国指定史跡ガイド 「本願寺境内」の解説
ほんがんじけいだい【本願寺境内】
京都府京都市下京区堀川通花屋町下ルにある浄土真宗本願寺派の寺院。所在する位置から西本願寺ともいわれ、お西さんの愛称でも親しまれている。もともとは鎌倉時代の中ごろに浄土真宗を開いた親鸞の鳥辺野の北、大谷に納めた遺骨を移した六角形の大谷廟堂から発展し、本願寺となるが、1465年(寛正6)、8代門主蓮如(れんにょ)のときに堂舎が破壊され、大谷本願寺は終わる。
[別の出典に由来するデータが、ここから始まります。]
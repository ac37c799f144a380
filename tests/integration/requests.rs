//! Request shape and success mapping against a live HTTP exchange

use bytes::Bytes;
use flora_client::{FloraClient, OperationDescriptor, Payload, Select};
use mockito::Matcher;
use serde_json::json;

use crate::integration::mock_server::{
    envelope, MockServerFixture, TEST_REFERER, TEST_TIMESTAMP,
};

#[tokio::test]
async fn test_json_response_is_decoded() {
    let mut fixture = MockServerFixture::new().await;
    let body = envelope(json!({"id": 1337, "firstname": "John", "lastname": "Doe"}));
    let mock = fixture
        .mock_json_response("GET", "/user/1337", 200, &body)
        .await;

    let client = fixture.create_test_client();
    let payload = client
        .execute(OperationDescriptor::new("user").id(1337))
        .await
        .expect("request should succeed");

    mock.assert_async().await;
    let data = payload.as_json().expect("json payload");
    assert_eq!(data["data"]["firstname"], "John");
    assert_eq!(data["error"], serde_json::Value::Null);
}

#[tokio::test]
async fn test_non_json_success_is_returned_raw() {
    let mut fixture = MockServerFixture::new().await;
    let mock = fixture
        .mock_text_response("/user/1337.pdf", 200, "application/pdf", "%PDF-1.4")
        .await;

    let client = fixture.create_test_client();
    let payload = client
        .execute(OperationDescriptor::new("user").id(1337).format("pdf"))
        .await
        .unwrap();

    mock.assert_async().await;
    assert_eq!(payload, Payload::Raw(Bytes::from_static(b"%PDF-1.4")));
}

#[tokio::test]
async fn test_referer_header_is_sent() {
    let mut fixture = MockServerFixture::new().await;
    let mock = fixture
        .server
        .mock("GET", "/user/")
        .match_header("referer", TEST_REFERER)
        .with_status(200)
        .with_header("content-type", "application/json")
        .with_body(envelope(json!([])))
        .create_async()
        .await;

    let client = fixture.create_test_client();
    client.execute(OperationDescriptor::new("user")).await.unwrap();
    mock.assert_async().await;
}

#[tokio::test]
async fn test_query_parameters_and_nested_select() {
    let mut fixture = MockServerFixture::new().await;
    let mock = fixture
        .mock_get_with_query(
            "/article/",
            vec![
                ("select", "id,title,author[firstname,lastname]"),
                ("filter", "status=published"),
                ("limit", "10"),
            ],
            &envelope(json!([])),
        )
        .await;

    let select = Select::from_value(&json!([
        "id",
        "title",
        {"author": ["firstname", "lastname"]}
    ]))
    .unwrap();

    let client = fixture.create_test_client();
    client
        .execute(
            OperationDescriptor::new("article")
                .select(select)
                .filter("status=published")
                .limit(10),
        )
        .await
        .unwrap();

    mock.assert_async().await;
}

#[tokio::test]
async fn test_cache_false_adds_timestamp() {
    let mut fixture = MockServerFixture::new().await;
    let timestamp = TEST_TIMESTAMP.to_string();
    let mock = fixture
        .mock_get_with_query("/user/", vec![("_", timestamp.as_str())], &envelope(json!([])))
        .await;

    let client = fixture.create_test_client();
    client
        .execute(OperationDescriptor::new("user").cache(false))
        .await
        .unwrap();

    mock.assert_async().await;
}

#[tokio::test]
async fn test_action_posts_form_body() {
    let mut fixture = MockServerFixture::new().await;
    let mock = fixture
        .server
        .mock("POST", "/article/1")
        .match_query(Matcher::UrlEncoded("action".into(), "update".into()))
        .match_header("content-type", "application/x-www-form-urlencoded")
        .match_body(Matcher::Exact("title=Hello+World".into()))
        .with_status(200)
        .with_header("content-type", "application/json")
        .with_body(envelope(json!({"id": 1})))
        .create_async()
        .await;

    let client = fixture.create_test_client();
    client
        .execute(
            OperationDescriptor::new("article")
                .id(1)
                .action("update")
                .param("title", "Hello World"),
        )
        .await
        .unwrap();

    mock.assert_async().await;
}

#[tokio::test]
async fn test_data_is_sent_as_json_body() {
    let mut fixture = MockServerFixture::new().await;
    let mock = fixture
        .server
        .mock("POST", "/article/")
        .match_query(Matcher::UrlEncoded("action".into(), "create".into()))
        .match_header("content-type", "application/json")
        .match_body(Matcher::Json(json!({"title": "Lorem", "tags": ["a", "b"]})))
        .with_status(200)
        .with_header("content-type", "application/json")
        .with_body(envelope(json!({"id": 2})))
        .create_async()
        .await;

    let client = fixture.create_test_client();
    client
        .execute(
            OperationDescriptor::new("article")
                .action("create")
                .data(json!({"title": "Lorem", "tags": ["a", "b"]})),
        )
        .await
        .unwrap();

    mock.assert_async().await;
}

#[tokio::test]
async fn test_explicit_http_method_wins() {
    let mut fixture = MockServerFixture::new().await;
    let mock = fixture
        .mock_json_response("DELETE", "/article/5", 200, &envelope(json!(null)))
        .await;

    let client = fixture.create_test_client();
    client
        .execute(OperationDescriptor::new("article").id(5).http_method("delete"))
        .await
        .unwrap();

    mock.assert_async().await;
}

#[tokio::test]
async fn test_long_query_switches_to_post() {
    let mut fixture = MockServerFixture::new().await;
    let filter = "a".repeat(2100);
    let mock = fixture
        .server
        .mock("POST", "/article/")
        .match_body(Matcher::UrlEncoded("filter".into(), filter.clone()))
        .with_status(200)
        .with_header("content-type", "application/json")
        .with_body(envelope(json!([])))
        .create_async()
        .await;

    let client = fixture.create_test_client();
    client
        .execute(OperationDescriptor::new("article").filter(filter))
        .await
        .unwrap();

    mock.assert_async().await;
}

#[tokio::test]
async fn test_default_params_are_merged_underneath() {
    let mut fixture = MockServerFixture::new().await;
    let mock = fixture
        .mock_get_with_query(
            "/article/",
            vec![("portalId", "2"), ("client_id", "app")],
            &envelope(json!([])),
        )
        .await;

    let client = fixture
        .client_builder()
        .default_param("portalId", 1)
        .default_param("client_id", "app")
        .build()
        .unwrap();
    client
        .execute(OperationDescriptor::new("article").param("portalId", 2))
        .await
        .unwrap();

    mock.assert_async().await;
}

#[tokio::test]
async fn test_base_uri_path_prefix_is_kept() {
    let mut fixture = MockServerFixture::new().await;
    let mock = fixture
        .mock_json_response("GET", "/api/v2/user/7", 200, &envelope(json!({"id": 7})))
        .await;

    let client = FloraClient::builder(format!("{}api/v2/", fixture.base_url))
        .build()
        .unwrap();
    client
        .execute(OperationDescriptor::new("user").id(7))
        .await
        .unwrap();

    mock.assert_async().await;
}

#[test]
fn test_execute_blocking_outside_runtime() {
    let mut server = mockito::Server::new();
    let mock = server
        .mock("GET", "/user/1")
        .with_status(200)
        .with_header("content-type", "application/json")
        .with_body(envelope(json!({"id": 1})))
        .create();

    let client = FloraClient::new(&format!("{}/", server.url())).unwrap();
    let payload = client
        .execute_blocking(OperationDescriptor::new("user").id(1))
        .unwrap();

    mock.assert();
    assert_eq!(payload.as_json().unwrap()["data"]["id"], 1);
}

#[tokio::test]
async fn test_execute_blocking_inside_runtime_is_rejected() {
    let client = FloraClient::new("http://localhost/").unwrap();
    let err = client
        .execute_blocking(OperationDescriptor::new("user"))
        .unwrap_err();
    assert!(matches!(err, flora_client::Error::Runtime { .. }));
}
その後、吉崎(福井県)、山科(京都府)と寺は転々とし、1533年(天文2)に10代証如が大坂御坊を本願寺(石山本願寺)とした。11代顕如は織田信長との戦いに敗れ、紀州に退いたが、1591年(天正19)に豊臣秀吉の援助によって寺地が寄進され、大坂から現在の堀川七条に移った。しかし、1602年(慶長7)、徳川家康が顕如の長男である教に烏丸(からすま)七条の寺領を寄進したため、本願寺が東西に分立した。現在地に移転した翌年の1592年(天正20=文禄1)には阿弥陀堂をはじめ諸堂が建造され、翌年(文禄2)には准如が12代となるが、地震や火災によって堂宇が被害を受ける。秀吉の聚楽第(じゅらくだい)から飛雲閣(国宝)が移築され、伏見城から書院、唐門(ともに国宝)などが移されたというが、定かではない。その後、御影堂(ごえいどう)や阿弥陀堂(ともに重文)が再建され、伽藍(がらん)は整備された。親鸞聖人像が安置されている御影堂が、北隣の本堂(阿弥陀堂)よりも大きく造られているのが特徴である。幕末期には京都を守る新選組の本拠地ともなった。1994年(平成6)に国の史跡に指定、同年に「古都京都の文化財」の一部として世界遺産に登録された。京都市営地下鉄烏丸線五条駅下車、徒歩約15分。